» **Supplied data**
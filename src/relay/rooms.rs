//! Live room membership for the relay.
//!
//! Membership changes happen under one lock; forwarding happens after the lock is released,
//! over a snapshot of the recipients, so a disconnect can never race a broadcast iteration.

use std::collections::{HashMap, HashSet};
use std::sync::atomic::{AtomicU64, Ordering};

use axum::extract::ws::Message;
use serde::Serialize;
use tokio::sync::{mpsc, Mutex};
use tracing::{debug, info, warn};

use crate::signaling::protocol::{leave_frame, Envelope};

pub type ConnId = u64;
pub type ConnTx = mpsc::UnboundedSender<Message>;

struct Member {
    room_id: Option<String>,
    sender_id: Option<String>,
    tx: ConnTx,
}

#[derive(Default)]
struct Inner {
    connections: HashMap<ConnId, Member>,
    rooms: HashMap<String, HashSet<ConnId>>,
}

impl Inner {
    fn detach(&mut self, conn: ConnId, room_id: &str) {
        if let Some(members) = self.rooms.get_mut(room_id) {
            members.remove(&conn);
            if members.is_empty() {
                self.rooms.remove(room_id);
                info!("Room {} is empty, removed", room_id);
            }
        }
    }
}

#[derive(Debug, Clone, Copy, PartialEq, Eq, Serialize)]
pub struct RelayStats {
    pub rooms: usize,
    pub connections: usize,
}

#[derive(Default)]
pub struct RoomRegistry {
    inner: Mutex<Inner>,
    next_id: AtomicU64,
}

impl RoomRegistry {
    pub fn new() -> Self {
        Self::default()
    }

    /// Track a freshly accepted transport. It belongs to no room until it sends a `roomId`.
    pub async fn register(&self, tx: ConnTx) -> ConnId {
        let conn = self.next_id.fetch_add(1, Ordering::Relaxed) + 1;
        self.inner.lock().await.connections.insert(
            conn,
            Member {
                room_id: None,
                sender_id: None,
                tx,
            },
        );
        conn
    }

    /// Forward `raw` according to its envelope. Returns the number of transports it was
    /// queued on.
    pub async fn route(&self, conn: ConnId, envelope: &Envelope, raw: &str) -> usize {
        let Some(ref room_id) = envelope.room_id else {
            debug!("Dropping {} from connection {} without roomId", envelope.kind, conn);
            return 0;
        };

        let recipients: Vec<ConnTx> = {
            let mut inner = self.inner.lock().await;

            let previous = match inner.connections.get_mut(&conn) {
                Some(member) => {
                    if let Some(ref sender_id) = envelope.sender_id {
                        member.sender_id = Some(sender_id.clone());
                    }
                    if member.room_id.as_deref() == Some(room_id.as_str()) {
                        None
                    } else {
                        Some(member.room_id.replace(room_id.clone()))
                    }
                }
                None => {
                    warn!("Frame from unregistered connection {}", conn);
                    return 0;
                }
            };

            if let Some(previous) = previous {
                if let Some(ref old_room) = previous {
                    debug!("Connection {} moved from room {} to {}", conn, old_room, room_id);
                    inner.detach(conn, old_room);
                }
                let members = inner.rooms.entry(room_id.clone()).or_insert_with(|| {
                    info!("Room {} created", room_id);
                    HashSet::new()
                });
                members.insert(conn);
            }

            let Some(members) = inner.rooms.get(room_id) else {
                return 0;
            };

            members
                .iter()
                .filter(|&&id| id != conn)
                .filter_map(|id| inner.connections.get(id))
                .filter(|member| match envelope.target_id {
                    Some(ref target) => member.sender_id.as_deref() == Some(target.as_str()),
                    None => true,
                })
                .map(|member| member.tx.clone())
                .collect()
        };

        let mut delivered = 0;
        for tx in recipients {
            if tx.send(Message::Text(raw.to_string())).is_ok() {
                delivered += 1;
            }
        }

        if delivered == 0 && envelope.target_id.is_some() {
            debug!(
                "No recipient for {} targeted at {:?} in room {}",
                envelope.kind, envelope.target_id, room_id
            );
        }
        delivered
    }

    /// Remove a transport. If it had joined a room under a known sender id, the remaining
    /// members receive a `leave` on its behalf.
    pub async fn unregister(&self, conn: ConnId) {
        let (room_id, sender_id, recipients) = {
            let mut inner = self.inner.lock().await;
            let Some(member) = inner.connections.remove(&conn) else {
                return;
            };
            let Some(room_id) = member.room_id else {
                return;
            };
            inner.detach(conn, &room_id);

            let recipients: Vec<ConnTx> = inner
                .rooms
                .get(&room_id)
                .map(|members| {
                    members
                        .iter()
                        .filter_map(|id| inner.connections.get(id))
                        .map(|m| m.tx.clone())
                        .collect()
                })
                .unwrap_or_default();
            (room_id, member.sender_id, recipients)
        };

        let Some(sender_id) = sender_id else {
            return;
        };
        info!("{} left room {}", sender_id, room_id);

        match leave_frame(&room_id, &sender_id) {
            Ok(frame) => {
                for tx in recipients {
                    let _ = tx.send(Message::Text(frame.clone()));
                }
            }
            Err(e) => warn!("Failed to build leave frame: {}", e),
        }
    }

    pub async fn stats(&self) -> RelayStats {
        let inner = self.inner.lock().await;
        RelayStats {
            rooms: inner.rooms.len(),
            connections: inner.connections.len(),
        }
    }

    pub async fn room_size(&self, room_id: &str) -> usize {
        self.inner
            .lock()
            .await
            .rooms
            .get(room_id)
            .map_or(0, |members| members.len())
    }
}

» **What you are asked to do**
Every entry is to be restated exactly, with no line dropped.

» **Response**
filename src/relay/rooms.rs
//! Live room membership for the relay.
//!
//! Membership changes happen under one lock; forwarding happens after the lock is released,
//! over a snapshot of the recipients, so a disconnect can never race a broadcast iteration.

use std::collections::{HashMap, HashSet};
use std::sync::atomic::{AtomicU64, Ordering};

use axum::extract::ws::Message;
use serde::Serialize;
use tokio::sync::{mpsc, Mutex};
use tracing::{debug, info, warn};

use crate::signaling::protocol::{leave_frame, Envelope};

pub type ConnId = u64;
pub type ConnTx = mpsc::UnboundedSender<Message>;

struct Member {
    room_id: Option<String>,
    sender_id: Option<String>,
    tx: ConnTx,
}

#[derive(Default)]
struct Inner {
    connections: HashMap<ConnId, Member>,
    rooms: HashMap<String, HashSet<ConnId>>,
}

impl Inner {
    fn detach(&mut self, conn: ConnId, room_id: &str) {
        if let Some(members) = self.rooms.get_mut(room_id) {
            members.remove(&conn);
            if members.is_empty() {
                self.rooms.remove(room_id);
                info!("Room {} is empty, removed", room_id);
            }
        }
    }
}

#[derive(Debug, Clone, Copy, PartialEq, Eq, Serialize)]
pub struct RelayStats {
    pub rooms: usize,
    pub connections: usize,
}

#[derive(Default)]
pub struct RoomRegistry {
    inner: Mutex<Inner>,
    next_id: AtomicU64,
}

impl RoomRegistry {
    pub fn new() -> Self {
        Self::default()
    }

    /// Track a freshly accepted transport. It belongs to no room until it sends a `roomId`.
    pub async fn register(&self, tx: ConnTx) -> ConnId {
        let conn = self.next_id.fetch_add(1, Ordering::Relaxed) + 1;
        self.inner.lock().await.connections.insert(
            conn,
            Member {
                room_id: None,
                sender_id: None,
                tx,
            },
        );
        conn
    }

    /// Forward `raw` according to its envelope. Returns the number of transports it was
    /// queued on.
    pub async fn route(&self, conn: ConnId, envelope: &Envelope, raw: &str) -> usize {
        let Some(ref room_id) = envelope.room_id else {
            debug!("Dropping {} from connection {} without roomId", envelope.kind, conn);
            return 0;
        };

        let recipients: Vec<ConnTx> = {
            let mut inner = self.inner.lock().await;

            let previous = match inner.connections.get_mut(&conn) {
                Some(member) => {
                    if let Some(ref sender_id) = envelope.sender_id {
                        member.sender_id = Some(sender_id.clone());
                    }
                    if member.room_id.as_deref() == Some(room_id.as_str()) {
                        None
                    } else {
                        Some(member.room_id.replace(room_id.clone()))
                    }
                }
                None => {
                    warn!("Frame from unregistered connection {}", conn);
                    return 0;
                }
            };

            if let Some(previous) = previous {
                if let Some(ref old_room) = previous {
                    debug!("Connection {} moved from room {} to {}", conn, old_room, room_id);
                    inner.detach(conn, old_room);
                }
                let members = inner.rooms.entry(room_id.clone()).or_insert_with(|| {
                    info!("Room {} created", room_id);
                    HashSet::new()
                });
                members.insert(conn);
            }

            let Some(members) = inner.rooms.get(room_id) else {
                return 0;
            };

            members
                .iter()
                .filter(|&&id| id != conn)
                .filter_map(|id| inner.connections.get(id))
                .filter(|member| match envelope.target_id {
                    Some(ref target) => member.sender_id.as_deref() == Some(target.as_str()),
                    None => true,
                })
                .map(|member| member.tx.clone())
                .collect()
        };

        let mut delivered = 0;
        for tx in recipients {
            if tx.send(Message::Text(raw.to_string())).is_ok() {
                delivered += 1;
            }
        }

        if delivered == 0 && envelope.target_id.is_some() {
            debug!(
                "No recipient for {} targeted at {:?} in room {}",
                envelope.kind, envelope.target_id, room_id
            );
        }
        delivered
    }

    /// Remove a transport. If it had joined a room under a known sender id, the remaining
    /// members receive a `leave` on its behalf.
    pub async fn unregister(&self, conn: ConnId) {
        let (room_id, sender_id, recipients) = {
            let mut inner = self.inner.lock().await;
            let Some(member) = inner.connections.remove(&conn) else {
                return;
            };
            let Some(room_id) = member.room_id else {
                return;
            };
            inner.detach(conn, &room_id);

            let recipients: Vec<ConnTx> = inner
                .rooms
                .get(&room_id)
                .map(|members| {
                    members
                        .iter()
                        .filter_map(|id| inner.connections.get(id))
                        .map(|m| m.tx.clone())
                        .collect()
                })
                .unwrap_or_default();
            (room_id, member.sender_id, recipients)
        };

        let Some(sender_id) = sender_id else {
            return;
        };
        info!("{} left room {}", sender_id, room_id);

        match leave_frame(&room_id, &sender_id) {
            Ok(frame) => {
                for tx in recipients {
                    let _ = tx.send(Message::Text(frame.clone()));
                }
            }
            Err(e) => warn!("Failed to build leave frame: {}", e),
        }
    }

    pub async fn stats(&self) -> RelayStats {
        let inner = self.inner.lock().await;
        RelayStats {
            rooms: inner.rooms.len(),
            connections: inner.connections.len(),
        }
    }

    pub async fn room_size(&self, room_id: &str) -> usize {
        self.inner
            .lock()
            .await
            .rooms
            .get(room_id)
            .map_or(0, |members| members.len())
    }
}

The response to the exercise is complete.